Examples of a trial in the natural-contrast condition with objects staying in the same location or switching positions in test. Stimulus presentation in the reversed-contrast condition was identical except for the contrast polarity of the central cue.

Figure 3.

Figure 3

Central cue in the natural-contrast condition (a) and the reversed-contrast condition (b).

To control if infants have any preference for specific test objects per se, we presented the pairs of objects used in the study to an independent sample of 17 4-month-old infants (9 female, mean age 4 month 14 days, age range 4 months 0 days – 4 months 29 days). Data analysis was done in exactly the same way as for the cueing experiment. No main effects or interactions were found, all ps > 0.250. This ensures that any differences in looking times found in the cueing experiment are in fact induced by the central cues.

Data Analysis

We measured relative fixation times to the previously cued and the previously not-cued object during test. Identical Areas of Interest (AoIs) were employed for all objects. AoIs were defined 1° visual angle larger than the maximal dimensions of the objects (6.8° width × 8.3° height). Fixations were created using a Tobii filter with a velocity and distance threshold of 35 pixels19 which also interpolated missing data for data segments below 100 ms.

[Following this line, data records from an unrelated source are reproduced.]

// storage/src/registry.rs

use std::path::Path;

use chrono::Utc;
use sled::{Batch, Db, Tree};

use models::errors::SiteResult;
use models::registry::{Application, ApplicationRow, ApplicationStatus, Student};

/// Hard cap on the application listing, newest first.
const LIST_LIMIT: usize = 200;

/// The intake service's registry: students keyed by LRN, applications keyed
/// by a monotonic id. Values are JSON, like everything else in the store.
pub struct RegistryStore {
    db: Db,
    students: Tree,
    applications: Tree,
}

impl RegistryStore {
    pub fn new(db: Db) -> SiteResult<Self> {
        let students = db.open_tree("students")?;
        let applications = db.open_tree("applications")?;
        Ok(Self {
            db,
            students,
            applications,
        })
    }

    pub fn open<P: AsRef<Path>>(path: P) -> SiteResult<Self> {
        Self::new(sled::open(path)?)
    }

    /// Inserts or updates the student with this LRN. Contact fields are
    /// replaced on every submission; the id is assigned on first sight and
    /// kept thereafter.
    pub fn upsert_student(
        &self,
        lrn: &str,
        full_name: &str,
        email: Option<String>,
        phone: Option<String>,
        address: Option<String>,
    ) -> SiteResult<Student> {
        let id = match self.student(lrn)? {
            Some(existing) => existing.id,
            None => self.db.generate_id()?,
        };
        let student = Student {
            id,
            lrn: lrn.to_string(),
            full_name: full_name.to_string(),
            email,
            phone,
            address,
        };
        let encoded = serde_json::to_vec(&student)?;
        let mut batch = Batch::default();
        batch.insert(lrn, encoded.as_slice());
        self.students.apply_batch(batch)?;
        Ok(student)
    }

    pub fn student(&self, lrn: &str) -> SiteResult<Option<Student>> {
        match self.students.get(lrn)? {
            Some(ivec) => Ok(Some(serde_json::from_slice(&ivec)?)),
            None => Ok(None),
        }
    }

    /// Records a new application for `student_lrn` with status `submitted`
    /// and the current time, returning its id.
    pub fn insert_application(
        &self,
        student_lrn: &str,
        grade_level: &str,
        strand: Option<String>,
    ) -> SiteResult<u64> {
        let id = self.db.generate_id()?;
        let application = Application {
            id,
            student_lrn: student_lrn.to_string(),
            grade_level: grade_level.to_string(),
            strand,
            status: ApplicationStatus::Submitted,
            submitted_at: Utc::now(),
        };
        let encoded = serde_json::to_vec(&application)?;
        let mut batch = Batch::default();
        batch.insert(id.to_be_bytes().to_vec(), encoded);
        self.applications.apply_batch(batch)?;
        Ok(id)
    }

    pub fn application(&self, id: u64) -> SiteResult<Option<Application>> {
        match self.applications.get(id.to_be_bytes())? {
            Some(ivec) => Ok(Some(serde_json::from_slice(&ivec)?)),
            None => Ok(None),
        }
    }

    /// Moves an application to `status`. Returns the updated record, or
    /// `None` when no application has this id.
    pub fn set_application_status(
        &self,
        id: u64,
        status: ApplicationStatus,
    ) -> SiteResult<Option<Application>> {
        let Some(mut application) = self.application(id)? else {
            return Ok(None);
        };
        application.status = status;
        let encoded = serde_json::to_vec(&application)?;
        let mut batch = Batch::default();
        batch.insert(id.to_be_bytes().to_vec(), encoded);
        self.applications.apply_batch(batch)?;
        Ok(Some(application))
    }

    /// The application listing, newest first, joined with each owning
    /// student, optionally restricted to one workflow state. Capped at 200
    /// rows.
    pub fn applications(&self, status: Option<ApplicationStatus>) -> SiteResult<Vec<ApplicationRow>> {
        let mut rows = Vec::new();
        // Keys are big-endian ids, so reverse iteration is newest first.
        for item in self.applications.iter().rev() {
            let (_key, value) = item?;
            let application: Application = serde_json::from_slice(&value)?;
            if let Some(want) = status {
                if application.status != want {
                    continue;
                }
            }
            let Some(student) = self.student(&application.student_lrn)? else {
                continue;
            };
            rows.push(ApplicationRow {
                id: application.id,
                lrn: student.lrn,
                full_name: student.full_name,
                grade_level: application.grade_level,
                strand: application.strand,
                status: application.status,
                submitted_at: application.submitted_at,
            });
            if rows.len() == LIST_LIMIT {
                break;
            }
        }
        Ok(rows)
    }
}

#[cfg(test)]
mod tests {
    use super::*;
    use tempfile::TempDir;

    fn open_registry() -> (TempDir, RegistryStore) {
        let dir = TempDir::new().unwrap();
        let registry = RegistryStore::open(dir.path().join("registry")).unwrap();
        (dir, registry)
    }

    #[test]
    fn should_keep_student_id_across_upserts() {
        let (_dir, registry) = open_registry();
        let first = registry
            .upsert_student("1234", "Cruz Ana", None, None, None)
            .unwrap();
        let second = registry
            .upsert_student("1234", "Cruz Ana Maria", Some("ana@example.com".into()), None, None)
            .unwrap();
        assert_eq!(first.id, second.id);

        let stored = registry.student("1234").unwrap().unwrap();
        assert_eq!(stored.full_name, "Cruz Ana Maria");
        assert_eq!(stored.email.as_deref(), Some("ana@example.com"));
    }

    #[test]
    fn should_list_applications_newest_first() {
        let (_dir, registry) = open_registry();
        registry.upsert_student("1234", "Cruz Ana", None, None, None).unwrap();
        let first = registry.insert_application("1234", "Grade 11", None).unwrap();
        let second = registry.insert_application("1234", "Grade 12", None).unwrap();

        let rows = registry.applications(None).unwrap();
        assert_eq!(rows.len(), 2);
        assert_eq!(rows[0].id, second);
        assert_eq!(rows[1].id, first);
        assert_eq!(rows[0].full_name, "Cruz Ana");
    }

    #[test]
    fn should_filter_listing_by_status() {
        let (_dir, registry) = open_registry();
        registry.upsert_student("1234", "Cruz Ana", None, None, None).unwrap();
        let id = registry.insert_application("1234", "Grade 11", None).unwrap();
        registry.insert_application("1234", "Grade 12", None).unwrap();
        registry
            .set_application_status(id, ApplicationStatus::Approved)
            .unwrap()
            .unwrap();

        let approved = registry.applications(Some(ApplicationStatus::Approved)).unwrap();
        assert_eq!(approved.len(), 1);
        assert_eq!(approved[0].id, id);
    }

    #[test]
    fn should_cap_listing_at_limit() {
        let (_dir, registry) = open_registry();
        registry.upsert_student("1234", "Cruz Ana", None, None, None).unwrap();
        for _ in 0..LIST_LIMIT + 5 {
            registry.insert_application("1234", "Grade 11", None).unwrap();
        }
        let rows = registry.applications(None).unwrap();
        assert_eq!(rows.len(), LIST_LIMIT);
    }

    #[test]
    fn should_report_missing_application_on_status_update() {
        let (_dir, registry) = open_registry();
        let updated = registry
            .set_application_status(99, ApplicationStatus::Approved)
            .unwrap();
        assert!(updated.is_none());
    }
}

A trial was included in the final analyses if infants fixated the screen for a minimum of 200 ms during each part of the cueing phase (eyes to front, movement of eyes, end frame with eyes to the side) and to at least one object during test. On average, infants contributed six trials to the final analyses. In the natural-contrast condition, 14 infants provided 6 or more analyzable trials. In the reversed-contrast condition, 17 infants provided 6 or more analyzable trials.

A participant was included in the final sample if s/he provided data for at least one trial with objects staying in their positions and to at least one trial with objects switching their positions from cueing to test phase. We used the software R32 to extract relative looking times.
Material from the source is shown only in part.